• Problem description: This task calls for copying each line below that contains "usize".

(Records drawn from a dataset)
//! # Edit Session
//!
//! One editing surface over one note. The session owns the document, routes
//! every change through [`Mutation`] so the [`AttributionTracker`] sees it,
//! and hands the serialized note to an injected [`NoteSink`] on save.

use crate::attribution::{AttributionTracker, StampReport};
use crate::errors::EditorError;
use crate::mutations::{Mutation, MutationResult};
use chrono::{DateTime, Utc};
use cyclenotes_document::{serialize, Document, Node, NodeKey, NodeKind};
use tracing::{debug, info};

/// Receives the canonical JSON once per save
pub trait NoteSink {
    fn save(&mut self, serialized: String);
}

impl<F> NoteSink for F
where
    F: FnMut(String),
{
    fn save(&mut self, serialized: String) {
        self(serialized)
    }
}

/// Where typed text goes
#[derive(Debug, Clone, PartialEq, Eq)]
pub enum Selection {
    /// Append to this text run
    Text(NodeKey),
    /// Append new runs at the end of this block
    Block(NodeKey),
}

#[derive(Debug, Clone, Copy, PartialEq, Eq)]
pub enum Key {
    Enter,
    Char(char),
}

#[derive(Debug, Clone, Copy, PartialEq, Eq)]
pub struct KeyPress {
    pub key: Key,
    pub shift: bool,
}

impl KeyPress {
    pub fn enter() -> Self {
        Self {
            key: Key::Enter,
            shift: false,
        }
    }

    pub fn shift_enter() -> Self {
        Self {
            key: Key::Enter,
            shift: true,
        }
    }

    pub fn char(c: char) -> Self {
        Self {
            key: Key::Char(c),
            shift: false,
        }
    }
}

#[derive(Debug, Clone, PartialEq)]
pub enum KeyOutcome {
    Saved(SaveReport),
    LineBreak,
    Typed,
}

#[derive(Debug, Clone, PartialEq)]
pub struct SaveReport {
    /// Exactly what the sink received
    pub payload: String,
    pub stamps: StampReport,
}

pub struct EditSession<S: NoteSink> {
    document: Document,
    tracker: AttributionTracker,
    sink: S,
    selection: Option<Selection>,
    saves: usize,
}

impl<S: NoteSink> EditSession<S> {
    pub fn new(document: Document, mut tracker: AttributionTracker, sink: S) -> Self {
        tracker.observe(&document);
        Self {
            document,
            tracker,
            sink,
            selection: None,
            saves: 0,
        }
    }

    pub fn document(&self) -> &Document {
        &self.document
    }

    pub fn tracker(&self) -> &AttributionTracker {
        &self.tracker
    }

    pub fn tracker_mut(&mut self) -> &mut AttributionTracker {
        &mut self.tracker
    }

    pub fn selection(&self) -> Option<&Selection> {
        self.selection.as_ref()
    }

    pub fn set_selection(&mut self, selection: Option<Selection>) {
        self.selection = selection;
    }

    /// Number of completed saves
    pub fn save_count(&self) -> usize {
        self.saves
    }

    /// Apply a mutation and mark the enclosing top-level block(s) dirty
    pub fn apply(&mut self, mutation: Mutation) -> Result<MutationResult, EditorError> {
        let block_before = mutation
            .target()
            .and_then(|key| self.document.top_level_key_of(key));

        let result = mutation.apply(&mut self.document)?;

        let block_after = self.document.top_level_key_of(&result.key);
        for block in [block_before, block_after].into_iter().flatten() {
            if self.document.find(&block).is_some() {
                self.tracker.mark_dirty(block);
            }
        }

        if !self.selection_is_valid() {
            self.selection = None;
        }
        Ok(result)
    }

    /// Typing: extends the selected run, or starts a new run/paragraph
    pub fn insert_text(&mut self, text: &str) -> Result<(), EditorError> {
        if text.is_empty() {
            return Ok(());
        }

        if let Some(Selection::Text(key)) = self.valid_selection() {
            let current = match self.document.find(&key).map(|node| &node.kind) {
                Some(NodeKind::Text(run)) => run.text.clone(),
                _ => return Err(EditorError::StaleSelection(key)),
            };
            self.apply(Mutation::UpdateText {
                key,
                content: current + text,
            })?;
            return Ok(());
        }

        let block = match self.valid_selection() {
            Some(Selection::Block(block)) => Some(block),
            _ => self.last_text_block(),
        };

        let text_key = match block {
            Some(block) => {
                let index = self.child_count(&block);
                self.apply(Mutation::InsertNode {
                    parent: Some(block),
                    index,
                    node: Node::text(text),
                })?
                .key
            }
            None => {
                let paragraph = self
                    .apply(Mutation::InsertNode {
                        parent: None,
                        index: self.document.len(),
                        node: Node::paragraph(vec![Node::text(text)]),
                    })?
                    .key;
                self.first_child_key(&paragraph)
                    .ok_or(EditorError::StaleSelection(paragraph))?
            }
        };

        self.selection = Some(Selection::Text(text_key));
        Ok(())
    }

    /// Enter saves; Shift+Enter inserts a line break
    pub fn handle_key(&mut self, press: KeyPress) -> Result<KeyOutcome, EditorError> {
        match press.key {
            Key::Enter if !press.shift => Ok(KeyOutcome::Saved(self.save()?)),
            Key::Enter => {
                self.insert_line_break()?;
                Ok(KeyOutcome::LineBreak)
            }
            Key::Char(c) => {
                let mut buffer = [0u8; 4];
                self.insert_text(c.encode_utf8(&mut buffer))?;
                Ok(KeyOutcome::Typed)
            }
        }
    }

    fn insert_line_break(&mut self) -> Result<(), EditorError> {
        let (block, index) = match self.valid_selection() {
            Some(Selection::Text(key)) => {
                let parent = self
                    .document
                    .parent_of(&key)
                    .ok_or_else(|| EditorError::StaleSelection(key.clone()))?;
                let position = self
                    .document
                    .find(&parent)
                    .and_then(Node::children)
                    .and_then(|children| children.iter().position(|child| child.key == key))
                    .ok_or(EditorError::StaleSelection(key))?;
                (parent, position + 1)
            }
            Some(Selection::Block(block)) => {
                let index = self.child_count(&block);
                (block, index)
            }
            None => match self.last_text_block() {
                Some(block) => {
                    let index = self.child_count(&block);
                    (block, index)
                }
                None => {
                    let block = self
                        .apply(Mutation::InsertNode {
                            parent: None,
                            index: self.document.len(),
                            node: Node::paragraph(vec![]),
                        })?
                        .key;
                    (block, 0)
                }
            },
        };

        self.apply(Mutation::InsertNode {
            parent: Some(block.clone()),
            index,
            node: Node::line_break(),
        })?;
        self.selection = Some(Selection::Block(block));
        Ok(())
    }

    /// Stamp attribution, serialize, and hand the payload to the sink once
    pub fn save(&mut self) -> Result<SaveReport, EditorError> {
        self.save_at(Utc::now())
    }

    pub fn save_at(&mut self, now: DateTime<Utc>) -> Result<SaveReport, EditorError> {
        let user_name = self
            .tracker
            .current_user()
            .map(|user| user.name.clone())
            .unwrap_or_default();
        let stamps = self
            .tracker
            .apply_attribution_lines(&mut self.document, &user_name, now);

        let payload = serialize(&self.document)?;
        self.sink.save(payload.clone());
        self.saves += 1;

        info!(
            bytes = payload.len(),
            stamped = stamps.stamped.len(),
            "Saved note"
        );
        Ok(SaveReport { payload, stamps })
    }

    fn selection_is_valid(&self) -> bool {
        match &self.selection {
            None => true,
            Some(Selection::Text(key)) | Some(Selection::Block(key)) => {
                self.document.find(key).is_some()
            }
        }
    }

    fn valid_selection(&self) -> Option<Selection> {
        let selection = self.selection.clone()?;
        let valid = match &selection {
            Selection::Text(key) => matches!(
                self.document.find(key).map(|node| &node.kind),
                Some(NodeKind::Text(_))
            ),
            Selection::Block(key) => self
                .document
                .find(key)
                .and_then(Node::children)
                .is_some(),
        };
        valid.then_some(selection)
    }

    /// Last top-level block that holds inline text
    fn last_text_block(&self) -> Option<NodeKey> {
        let last = self.document.children().last()?;
        match last.kind {
            NodeKind::Paragraph { .. } | NodeKind::Heading { .. } | NodeKind::Quote { .. } => {
                Some(last.key.clone())
            }
            _ => None,
        }
    }

    fn child_count(&self, key: &NodeKey) -> usize {
        self.document
            .find(key)
            .and_then(Node::children)
            .map(Vec::len)
            .unwrap_or(0)
    }

    fn first_child_key(&self, key: &NodeKey) -> Option<NodeKey> {
        let child = self.document.find(key)?.children()?.first()?;
        debug!(key = %child.key, "Selecting new text run");
        Some(child.key.clone())
    }

    pub fn sink(&self) -> &S {
        &self.sink
    }
}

• Response:
    saves: usize,
    pub fn save_count(&self) -> usize {
    fn child_count(&self, key: &NodeKey) -> usize {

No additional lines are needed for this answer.